Es ist Arminius zum ersten Mal gelungen, mehrere Stämme zu vereinigen. Wir haben hier eine ähnliche Situation wie bei den Indianerkämpfen am Little Big Horn, als es das erste Mal gelang, fünftausend Indianer unterschiedlichster Stämme zusammenzubringen, um Custer anzugreifen und ihm den Garaus zu machen. Ich kenne keine zweite Situation in der germanischen Geschichte, wo ein Heeresführer es geschafft hätte, diese unterschiedlichen Interessen der germanischen Fürsten auf einen Nenner und damit hinter sich zu bringen. Und er hat Erfolg gehabt. Wir wissen aus der Kriegsgeschichte: Wenn der erste Tag erfolgreich ist und die Demoralisierung auf der anderen Seite bei Regen, bei Sumpf, bei schlechtem Wetter erst mal eingesetzt hat, tragen sich der Sieg und das Gefühl, dass es aufwärtsgeht, von alleine. Und hier hat Arminius unglaublich Glück gehabt. Sein Angriff ins Zentrum, mit dem er den Heereszug von Varus praktisch halbierte, hat sofort zum Erfolg geführt, und dies unter ganz geringen eigenen Verlusten. Ich glaube, wenn es zu Beginn der militärischen Operation danebengegangen wäre, wären die verschiedenen Stämme wieder abgesprungen. Aber hier waren sie dran und bissen sich an Varus fest. Aber wir wissen heute auch, dass sich die germanischen Stämme – kaum war der Krieg vorbei – sofort wieder gegenseitig das Leben zur Hölle machten. Also … Arminius war mit Sicherheit genial, hatte aber auch großes Glück, dass ihm dieser Anfangserfolg sofort in den Schoß gefallen ist, was ihm eben bei Caecina nicht gelungen ist. Beim ersten Angriff wurde er bereits abgeschmettert. Aus war’s! Und ich glaube … dahingehend muss man einfach sehen, dass das, was Napoleon gesagt hat, richtig ist: Ein Feldherr muss fortune haben! Arminius hatte fortune … und Mut!
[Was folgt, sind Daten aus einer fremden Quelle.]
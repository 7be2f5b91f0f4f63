//! In-memory device/account index.
//!
//! Maps end-user accounts to the devices they granted, plus a reverse
//! device→account map. Every mutation repairs both directions inside one
//! critical section, so readers never observe an orphan in either map.
//!
//! Registered observers run after the write lock is released. They must not
//! block; they may call back into the index.

pub mod callback;
pub mod model;

use std::collections::{HashMap, HashSet};
use std::path::Path;
use std::sync::Arc;

use chrono::Utc;
use parking_lot::RwLock;
use serde::{Deserialize, Serialize};
use tracing::{debug, info, warn};

pub use callback::{CallbackAction, DeviceCallback};
pub use model::{Account, AccountDevice};

/// Snapshot format version written by [`DeviceIndex::export_snapshot`].
const SNAPSHOT_VERSION: u32 = 1;

/// Index errors.
#[derive(Debug, thiserror::Error)]
pub enum IndexError {
    #[error("Unrecognized callback action: {0}")]
    UnknownCallbackAction(String),

    #[error("Invalid input: {0}")]
    InvalidInput(String),

    #[error("Snapshot error: {0}")]
    Snapshot(#[from] serde_json::Error),

    #[error("I/O error: {0}")]
    Io(#[from] std::io::Error),
}

/// Observer invoked when an account is first inserted.
pub type AccountHandler = Arc<dyn Fn(&Account) + Send + Sync>;

/// Observer invoked when a device is newly granted: `(user_id, device)`.
pub type DeviceHandler = Arc<dyn Fn(&str, &AccountDevice) + Send + Sync>;

#[derive(Debug, Serialize, Deserialize)]
struct IndexSnapshot {
    version: u32,
    accounts: Vec<Account>,
}

#[derive(Debug, Default)]
struct IndexState {
    accounts: HashMap<String, Account>,
    /// device id -> owning user id
    owners: HashMap<String, String>,
}
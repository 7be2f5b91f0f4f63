//! `fleetlink` Daemon Library
//!
//! Fleet connectivity and command dispatch for cloud-registered devices:
//! - Cloud session management with single and multi-region token refresh
//! - Persistent push channels to relay hosts
//! - Fleet orchestration: command routing, batches, groups, status cache
//! - Bulk provisioning tasks built on the fleet command path
//! - Grant/revoke webhook intake feeding the device index

pub mod channel;
pub mod daemon;
pub mod fleet;
pub mod intake;
pub mod provision;
pub mod session;
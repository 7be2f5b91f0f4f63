//! Runtime glue for the `fleetlink` binary: state file layout and the
//! dead-channel supervisor.

use std::path::{Path, PathBuf};
use std::sync::Arc;
use std::time::Duration;

use tokio::sync::watch;
use tracing::{debug, error, info, warn};

use crate::channel::ReconnectPolicy;
use crate::fleet::FleetOrchestrator;
use crate::provision::ProvisioningEngine;

/// Snapshot files under the state directory.
#[derive(Debug, Clone, PartialEq, Eq)]
pub struct StatePaths {
    pub index: PathBuf,
    pub fleet: PathBuf,
    pub provisioning: PathBuf,
}

impl StatePaths {
    pub fn new(state_dir: &Path) -> Self {
        Self {
            index: state_dir.join("index.json"),
            fleet: state_dir.join("fleet.json"),
            provisioning: state_dir.join("provisioning.json"),
        }
    }

    /// Restore every snapshot that exists. A missing file is not an error.
    pub fn load_all(
        &self,
        fleet: &FleetOrchestrator,
        provisioning: &ProvisioningEngine,
    ) -> anyhow::Result<()> {
        let index = fleet.index().load_from(&self.index)?;
        let groups = fleet.load_from(&self.fleet)?;
        let tasks = provisioning.load_from(&self.provisioning)?;
        info!(index, groups, tasks, "State snapshots loaded");
        Ok(())
    }

    /// Persist every snapshot. Keeps going past failures; returns how many
    /// snapshots failed to save.
    pub fn save_all(&self, fleet: &FleetOrchestrator, provisioning: &ProvisioningEngine) -> usize {
        let mut failed = 0;
        if let Err(e) = fleet.index().save_to(&self.index) {
            warn!(path = %self.index.display(), error = %e, "Failed to save index");
            failed += 1;
        }
        if let Err(e) = fleet.save_to(&self.fleet) {
            warn!(path = %self.fleet.display(), error = %e, "Failed to save fleet state");
            failed += 1;
        }
        if let Err(e) = provisioning.save_to(&self.provisioning) {
            warn!(
                path = %self.provisioning.display(),
                error = %e,
                "Failed to save provisioning state"
            );
            failed += 1;
        }
        failed
    }
}

/// Periodically replace dead channels and connect newly granted hosts,
/// backing off while reconnects keep failing. Returns on shutdown or once the
/// policy runs out of attempts.
pub async fn supervise_channels(
    fleet: Arc<FleetOrchestrator>,
    policy: ReconnectPolicy,
    check_interval: Duration,
    unhealthy_after: Duration,
    mut shutdown: watch::Receiver<bool>,
) {
    let mut attempt: u32 = 0;
    let mut timer = tokio::time::interval(check_interval);
    timer.tick().await; // Skip first immediate tick

    loop {
        tokio::select! {
            _ = timer.tick() => {}
            _ = shutdown.changed() => {
                info!("Channel supervisor shutting down");
                return;
            }
        }

        let mut errors = fleet.reconnect_dead().await;
        if fleet.connected_hosts().len() < fleet.index().hosts().len() {
            errors.extend(fleet.connect_all().await);
        }

        let summary = fleet.health_summary(unhealthy_after);
        debug!(
            connected = fleet.connected_hosts().len(),
            devices = summary.total,
            unhealthy = summary.unhealthy,
            "Fleet check"
        );

        if errors.is_empty() {
            attempt = 0;
            continue;
        }
        if !policy.should_retry(attempt) {
            error!(
                attempts = attempt,
                failed_hosts = errors.len(),
                "Giving up on unreachable hosts"
            );
            return;
        }
        let delay = policy.delay_for_attempt(attempt);
        attempt += 1;
        warn!(
            failed_hosts = errors.len(),
            attempt,
            delay_ms = delay.as_millis(),
            "Reconnect failed, backing off"
        );
        tokio::select! {
            () = tokio::time::sleep(delay) => {}
            _ = shutdown.changed() => {
                info!("Channel supervisor shutting down during backoff");
                return;
            }
        }
    }
}
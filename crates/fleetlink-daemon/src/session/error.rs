//! Session error types.

use chrono::{DateTime, Utc};

/// Errors from authentication and credential handling.
#[derive(Debug, Clone, thiserror::Error)]
pub enum AuthError {
    #[error("Network error during authentication: {0}")]
    Network(String),

    #[error("Authentication rejected (status {status}): {body}")]
    Rejected { status: u16, body: String },

    #[error("Invalid authentication response: {0}")]
    InvalidResponse(String),

    #[error("No credential held")]
    NoCredential,

    #[error("Credential expired at {expires_at}")]
    Expired { expires_at: DateTime<Utc> },

    #[error("No region configured for host {host}")]
    UnknownRegion { host: String },
}

impl AuthError {
    /// Whether retrying later may succeed without operator action.
    pub const fn is_transient(&self) -> bool {
        matches!(self, Self::Network(_) | Self::Expired { .. } | Self::NoCredential)
    }
}
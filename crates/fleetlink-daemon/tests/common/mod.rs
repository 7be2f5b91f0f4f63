//! In-process relay used by the integration tests.
//!
//! Accepts any number of push-channel connections on `127.0.0.1`, records
//! every text frame a client sends and counts keepalive pings. Test-injected
//! frames are broadcast to all connected clients.

#![allow(dead_code, clippy::unwrap_used)]

use std::sync::Arc;
use std::sync::atomic::{AtomicUsize, Ordering};
use std::time::Duration;

use async_trait::async_trait;
use futures_util::{SinkExt, StreamExt};
use parking_lot::Mutex;
use serde_json::Value;
use tokio::net::TcpListener;
use tokio::sync::broadcast;
use tokio_tungstenite::tungstenite::Message;
use tokio_tungstenite::tungstenite::handshake::server::{ErrorResponse, Request, Response};

use fleetlink_core::{AccountDevice, DeviceIndex, HealthMonitor};
use fleetlink_daemon::channel::ChannelOptions;
use fleetlink_daemon::fleet::FleetOrchestrator;
use fleetlink_daemon::session::{AuthError, TokenSource};

pub const RELAY_HOST: &str = "127.0.0.1";
pub const TOKEN: &str = "test token";

#[derive(Debug, Clone)]
enum Outbound {
    Text(String),
    Close,
}

pub struct TestRelay {
    pub port: u16,
    received: Arc<Mutex<Vec<Value>>>,
    queries: Arc<Mutex<Vec<String>>>,
    connections: Arc<AtomicUsize>,
    pings: Arc<AtomicUsize>,
    outbound: broadcast::Sender<Outbound>,
}

impl TestRelay {
    pub async fn start() -> Self {
        let listener = TcpListener::bind((RELAY_HOST, 0)).await.unwrap();
        let port = listener.local_addr().unwrap().port();
        let received = Arc::new(Mutex::new(Vec::new()));
        let queries = Arc::new(Mutex::new(Vec::new()));
        let connections = Arc::new(AtomicUsize::new(0));
        let pings = Arc::new(AtomicUsize::new(0));
        let (outbound, _) = broadcast::channel(64);

        let relay = Self {
            port,
            received: Arc::clone(&received),
            queries: Arc::clone(&queries),
            connections: Arc::clone(&connections),
            pings: Arc::clone(&pings),
            outbound: outbound.clone(),
        };

        tokio::spawn(async move {
            while let Ok((stream, _)) = listener.accept().await {
                // Subscribe before the handshake completes so frames pushed
                // right after the client's connect returns are not missed.
                let mut rx = outbound.subscribe();
                let received = Arc::clone(&received);
                let queries = Arc::clone(&queries);
                let connections = Arc::clone(&connections);
                let pings = Arc::clone(&pings);
                tokio::spawn(async move {
                    let ws = tokio_tungstenite::accept_hdr_async(
                        stream,
                        |req: &Request, resp: Response| -> Result<Response, ErrorResponse> {
                            queries
                                .lock()
                                .push(req.uri().query().unwrap_or_default().to_string());
                            Ok(resp)
                        },
                    )
                    .await;
                    let Ok(ws) = ws else { return };
                    connections.fetch_add(1, Ordering::SeqCst);
                    let (mut sink, mut source) = ws.split();
                    loop {
                        tokio::select! {
                            frame = source.next() => match frame {
                                Some(Ok(Message::Text(text))) => {
                                    if let Ok(value) = serde_json::from_str(&text) {
                                        received.lock().push(value);
                                    }
                                }
                                Some(Ok(Message::Ping(_))) => {
                                    pings.fetch_add(1, Ordering::SeqCst);
                                }
                                Some(Ok(_)) => {}
                                _ => break,
                            },
                            out = rx.recv() => match out {
                                Ok(Outbound::Text(text)) => {
                                    if sink.send(Message::Text(text)).await.is_err() {
                                        break;
                                    }
                                }
                                Ok(Outbound::Close) | Err(_) => {
                                    let _ = sink.send(Message::Close(None)).await;
                                    break;
                                }
                            },
                        }
                    }
                });
            }
        });

        relay
    }

    pub fn options(&self) -> ChannelOptions {
        ChannelOptions {
            port: self.port,
            path: "/shelly/wss/hk_sock".to_string(),
            secure: false,
            ..ChannelOptions::default()
        }
    }

    /// Send a JSON event to every connected client.
    pub fn push(&self, event: &Value) {
        let _ = self.outbound.send(Outbound::Text(event.to_string()));
    }

    /// Send a raw text frame to every connected client.
    pub fn push_raw(&self, text: &str) {
        let _ = self.outbound.send(Outbound::Text(text.to_string()));
    }

    /// Close every connected client from the relay side.
    pub fn drop_clients(&self) {
        let _ = self.outbound.send(Outbound::Close);
    }

    pub fn received(&self) -> Vec<Value> {
        self.received.lock().clone()
    }

    pub fn queries(&self) -> Vec<String> {
        self.queries.lock().clone()
    }

    pub fn connections(&self) -> usize {
        self.connections.load(Ordering::SeqCst)
    }

    /// Keepalive pings received across all connections.
    pub fn pings(&self) -> usize {
        self.pings.load(Ordering::SeqCst)
    }
}

/// Hands out the same token for every host.
pub struct StaticTokens;

#[async_trait]
impl TokenSource for StaticTokens {
    async fn token_for_host(&self, _host: &str) -> Result<String, AuthError> {
        Ok(TOKEN.to_string())
    }
}

pub fn device(id: &str, device_type: &str, access_groups: &str) -> AccountDevice {
    AccountDevice::new(id, device_type, RELAY_HOST, access_groups)
}

/// Fleet over a fresh index pointed at `relay`.
pub fn fleet_for(relay: &TestRelay, devices: Vec<AccountDevice>) -> Arc<FleetOrchestrator> {
    let index = Arc::new(DeviceIndex::new());
    for device in devices {
        index.upsert_device("user-1", device).unwrap();
    }
    Arc::new(FleetOrchestrator::new(
        index,
        Arc::new(HealthMonitor::new()),
        Arc::new(StaticTokens),
        relay.options(),
    ))
}

/// Poll `cond` until it holds, failing the test after five seconds.
pub async fn wait_until(what: &str, cond: impl Fn() -> bool) {
    let deadline = tokio::time::Instant::now() + Duration::from_secs(5);
    while !cond() {
        assert!(
            tokio::time::Instant::now() < deadline,
            "timed out waiting for {what}"
        );
        tokio::time::sleep(Duration::from_millis(10)).await;
    }
}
Das Interview führte Hans Dieter Stöver.

Zur Person: Dr. Klaus Reinhardt (geboren 1941) ist General a. D. des Heeres der Bundeswehr. Militärische Laufbahn: 1960 Offiziersanwärter der Gebirgsjägertruppe. 1963 Zugführer des Gebirgsjägerbataillons 222 (Mittenwald). 1966/67 Operationsoffizier (S-3) im Stab des Bataillons. 1967 bis 1972 Studium der Geschichte und Politikwissenschaft in Freiburg; 1972 Promotion über das Scheitern der Strategie Hitlers im Zweiten Weltkrieg. 1968 Hauptmann und Kompaniechef im Gebirgsjägerbataillon 221 (Mittenwald). 1973 bis 1975 Ausbildung zum Offizier im Generalstabsdienst (Hamburg). 1975 US-Generalstabsausbildung am Command and General Staff  College in Fort Leavenworth. Ab 1976 Stabsoffizier bei der Central Army Group der NATO in Heidelberg. 1978 bis 1980  Adjutant des stellvertretenden Generalinspekteurs in Bonn. Anschließend bis 1982 Kommandeur des Gebirgsjägerbataillons 231 in Bad Reichenhall. Als Oberst 1983 bis 1986 Adjutant des Verteidigungsministers (Wörner). Nach Ernennung zum Brigadegeneral (1988) im Führungsstab der Streitkräfte in Bonn. Unter anderem zuständig für die Zusammenführung von Bundeswehr und Nationaler Volksarmee. Seit 1990 als Generalmajor Kommandeur der Führungsakademie der BW in Hamburg. 1993 als Generalleutnant Kommandeur des III. Korps in Koblenz. Ab 1994 baute er das neue Heeresführungskommando (Koblenz) auf und leitete als dessen Befehlshaber die deutschen Auslandseinsätze in Somalia, Kroatien, Bosnien und Herzegowina im Rahmen der Peace Implementation Forces (IFOR und SFOR). 1998 Ernennung zum General. Übernahm bis 2001 den NATO-Posten des Commander Joint Headquarters Centre. Von Oktober 1999 bis April 2000 Befehlshaber der KFOR-Friedenstruppe in Prıˇstina (Kosovo). Dr. Reinhardt arbeitet heute als freier Journalist und ist Autor mehrerer Bücher, z. B. ›Die Wende vor Moskau. Das Scheitern der Strategie Hitlers im Winter 1941/42‹, Stuttgart 1972 und: ›KFOR, Streitkräfte für den Frieden. Tagebuchaufzeichnungen als deutscher Kommandeur im Kosovo‹, Frankfurt a. M. 2002.